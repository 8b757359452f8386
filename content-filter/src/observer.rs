//! 变更通知的订阅者集合
//!
//! 分发期间不持有任何借用：订阅者可以回读引擎、再次修改筛选，甚至增删订阅。
//! 分发过程中产生的新事件排队，由最外层的分发循环依次送出。

use std::cell::RefCell;
use std::collections::VecDeque;

use crate::engine::EngineEvent;

/// 订阅令牌
#[derive(Clone, Copy, Debug, PartialEq, Eq, Hash)]
pub struct ListenerId(pub(crate) u64);

type Listener = Box<dyn FnMut(&EngineEvent)>;

#[derive(Default)]
struct Inner {
    entries: Vec<(ListenerId, Listener)>,
    next_id: u64,
    queue: VecDeque<EngineEvent>,
    dispatching: bool,
    /// 分发期间被取消的订阅
    removed: Vec<ListenerId>,
}

#[derive(Default)]
pub struct Listeners {
    inner: RefCell<Inner>,
}

impl Listeners {
    pub fn new() -> Self {
        Self::default()
    }

    pub fn subscribe<F>(&self, listener: F) -> ListenerId
    where
        F: FnMut(&EngineEvent) + 'static,
    {
        let mut inner = self.inner.borrow_mut();
        let id = ListenerId(inner.next_id);
        inner.next_id += 1;
        inner.entries.push((id, Box::new(listener)));
        id
    }

    /// 取消订阅；分发期间调用时在本轮结束后生效
    pub fn unsubscribe(&self, id: ListenerId) -> bool {
        let mut inner = self.inner.borrow_mut();
        if id.0 >= inner.next_id || inner.removed.contains(&id) {
            return false;
        }
        let before = inner.entries.len();
        inner.entries.retain(|(listener_id, _)| *listener_id != id);
        if inner.entries.len() != before {
            return true;
        }
        if inner.dispatching {
            inner.removed.push(id);
            return true;
        }
        false
    }

    /// 依次把事件送给所有订阅者
    pub fn dispatch<I>(&self, events: I)
    where
        I: IntoIterator<Item = EngineEvent>,
    {
        {
            let mut inner = self.inner.borrow_mut();
            inner.queue.extend(events);
            if inner.dispatching {
                return;
            }
            inner.dispatching = true;
        }

        loop {
            let (event, mut current) = {
                let mut inner = self.inner.borrow_mut();
                match inner.queue.pop_front() {
                    Some(event) => (event, std::mem::take(&mut inner.entries)),
                    None => {
                        inner.dispatching = false;
                        inner.removed.clear();
                        break;
                    }
                }
            };

            for (id, listener) in current.iter_mut() {
                if self.inner.borrow().removed.contains(id) {
                    continue;
                }
                listener(&event);
            }

            let mut inner = self.inner.borrow_mut();
            let removed = std::mem::take(&mut inner.removed);
            current.retain(|(id, _)| !removed.contains(id));
            let added = std::mem::take(&mut inner.entries);
            current.extend(added);
            inner.entries = current;
        }
    }
}

#[cfg(test)]
mod tests {
    use super::*;
    use std::cell::Cell;
    use std::rc::Rc;

    #[test]
    fn unsubscribed_listeners_stop_receiving() {
        let listeners = Listeners::new();
        let count = Rc::new(Cell::new(0));
        let sink = Rc::clone(&count);
        let id = listeners.subscribe(move |_| sink.set(sink.get() + 1));

        listeners.dispatch([EngineEvent::ResultsChanged]);
        assert!(listeners.unsubscribe(id));
        assert!(!listeners.unsubscribe(id));
        listeners.dispatch([EngineEvent::ResultsChanged]);
        assert_eq!(count.get(), 1);
    }

    #[test]
    fn events_raised_during_dispatch_are_delivered_in_order() {
        let listeners = Rc::new(Listeners::new());
        let seen = Rc::new(RefCell::new(Vec::new()));

        let weak = Rc::downgrade(&listeners);
        let sink = Rc::clone(&seen);
        listeners.subscribe(move |event| {
            sink.borrow_mut().push(*event);
            if *event == EngineEvent::ResultsChanged {
                if let Some(listeners) = weak.upgrade() {
                    listeners.dispatch([EngineEvent::PageChanged { page: 2, scroll_into_view: true }]);
                }
            }
        });

        listeners.dispatch([EngineEvent::ResultsChanged]);
        assert_eq!(
            *seen.borrow(),
            vec![
                EngineEvent::ResultsChanged,
                EngineEvent::PageChanged { page: 2, scroll_into_view: true },
            ]
        );
    }

    #[test]
    fn listeners_may_unsubscribe_themselves_and_add_others() {
        let listeners = Rc::new(Listeners::new());
        let late = Rc::new(Cell::new(0));

        let weak = Rc::downgrade(&listeners);
        let late_sink = Rc::clone(&late);
        let own_id = Rc::new(Cell::new(None));
        let own = Rc::clone(&own_id);
        let id = listeners.subscribe(move |_| {
            let Some(listeners) = weak.upgrade() else { return };
            if let Some(id) = own.take() {
                assert!(listeners.unsubscribe(id));
                let sink = Rc::clone(&late_sink);
                listeners.subscribe(move |_| sink.set(sink.get() + 1));
            }
        });
        own_id.set(Some(id));

        listeners.dispatch([EngineEvent::ResultsChanged]);
        listeners.dispatch([EngineEvent::ResultsChanged, EngineEvent::ResultsChanged]);
        assert_eq!(late.get(), 2);
        assert!(!listeners.unsubscribe(id));
    }
}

┄┄┄┄┄┄┄┄┄┄

Could you restate every record word for word?

repository 8b757359452f8386
filename content-filter/src/observer.rs
//! 变更通知的订阅者集合
//!
//! 分发期间不持有任何借用：订阅者可以回读引擎、再次修改筛选，甚至增删订阅。
//! 分发过程中产生的新事件排队，由最外层的分发循环依次送出。

use std::cell::RefCell;
use std::collections::VecDeque;

use crate::engine::EngineEvent;

/// 订阅令牌
#[derive(Clone, Copy, Debug, PartialEq, Eq, Hash)]
pub struct ListenerId(pub(crate) u64);

type Listener = Box<dyn FnMut(&EngineEvent)>;

#[derive(Default)]
struct Inner {
    entries: Vec<(ListenerId, Listener)>,
    next_id: u64,
    queue: VecDeque<EngineEvent>,
    dispatching: bool,
    /// 分发期间被取消的订阅
    removed: Vec<ListenerId>,
}

#[derive(Default)]
pub struct Listeners {
    inner: RefCell<Inner>,
}

impl Listeners {
    pub fn new() -> Self {
        Self::default()
    }

    pub fn subscribe<F>(&self, listener: F) -> ListenerId
    where
        F: FnMut(&EngineEvent) + 'static,
    {
        let mut inner = self.inner.borrow_mut();
        let id = ListenerId(inner.next_id);
        inner.next_id += 1;
        inner.entries.push((id, Box::new(listener)));
        id
    }

    /// 取消订阅；分发期间调用时在本轮结束后生效
    pub fn unsubscribe(&self, id: ListenerId) -> bool {
        let mut inner = self.inner.borrow_mut();
        if id.0 >= inner.next_id || inner.removed.contains(&id) {
            return false;
        }
        let before = inner.entries.len();
        inner.entries.retain(|(listener_id, _)| *listener_id != id);
        if inner.entries.len() != before {
            return true;
        }
        if inner.dispatching {
            inner.removed.push(id);
            return true;
        }
        false
    }

    /// 依次把事件送给所有订阅者
    pub fn dispatch<I>(&self, events: I)
    where
        I: IntoIterator<Item = EngineEvent>,
    {
        {
            let mut inner = self.inner.borrow_mut();
            inner.queue.extend(events);
            if inner.dispatching {
                return;
            }
            inner.dispatching = true;
        }

        loop {
            let (event, mut current) = {
                let mut inner = self.inner.borrow_mut();
                match inner.queue.pop_front() {
                    Some(event) => (event, std::mem::take(&mut inner.entries)),
                    None => {
                        inner.dispatching = false;
                        inner.removed.clear();
                        break;
                    }
                }
            };

            for (id, listener) in current.iter_mut() {
                if self.inner.borrow().removed.contains(id) {
                    continue;
                }
                listener(&event);
            }

            let mut inner = self.inner.borrow_mut();
            let removed = std::mem::take(&mut inner.removed);
            current.retain(|(id, _)| !removed.contains(id));
            let added = std::mem::take(&mut inner.entries);
            current.extend(added);
            inner.entries = current;
        }
    }
}

#[cfg(test)]
mod tests {
    use super::*;
    use std::cell::Cell;
    use std::rc::Rc;

    #[test]
    fn unsubscribed_listeners_stop_receiving() {
        let listeners = Listeners::new();
        let count = Rc::new(Cell::new(0));
        let sink = Rc::clone(&count);
        let id = listeners.subscribe(move |_| sink.set(sink.get() + 1));

        listeners.dispatch([EngineEvent::ResultsChanged]);
        assert!(listeners.unsubscribe(id));
        assert!(!listeners.unsubscribe(id));
        listeners.dispatch([EngineEvent::ResultsChanged]);
        assert_eq!(count.get(), 1);
    }

    #[test]
    fn events_raised_during_dispatch_are_delivered_in_order() {
        let listeners = Rc::new(Listeners::new());
        let seen = Rc::new(RefCell::new(Vec::new()));

        let weak = Rc::downgrade(&listeners);
        let sink = Rc::clone(&seen);
        listeners.subscribe(move |event| {
            sink.borrow_mut().push(*event);
            if *event == EngineEvent::ResultsChanged {
                if let Some(listeners) = weak.upgrade() {
                    listeners.dispatch([EngineEvent::PageChanged { page: 2, scroll_into_view: true }]);
                }
            }
        });

        listeners.dispatch([EngineEvent::ResultsChanged]);
        assert_eq!(
            *seen.borrow(),
            vec![
                EngineEvent::ResultsChanged,
                EngineEvent::PageChanged { page: 2, scroll_into_view: true },
            ]
        );
    }

    #[test]
    fn listeners_may_unsubscribe_themselves_and_add_others() {
        let listeners = Rc::new(Listeners::new());
        let late = Rc::new(Cell::new(0));

        let weak = Rc::downgrade(&listeners);
        let late_sink = Rc::clone(&late);
        let own_id = Rc::new(Cell::new(None));
        let own = Rc::clone(&own_id);
        let id = listeners.subscribe(move |_| {
            let Some(listeners) = weak.upgrade() else { return };
            if let Some(id) = own.take() {
                assert!(listeners.unsubscribe(id));
                let sink = Rc::clone(&late_sink);
                listeners.subscribe(move |_| sink.set(sink.get() + 1));
            }
        });
        own_id.set(Some(id));

        listeners.dispatch([EngineEvent::ResultsChanged]);
        listeners.dispatch([EngineEvent::ResultsChanged, EngineEvent::ResultsChanged]);
        assert_eq!(late.get(), 2);
        assert!(!listeners.unsubscribe(id));
    }
}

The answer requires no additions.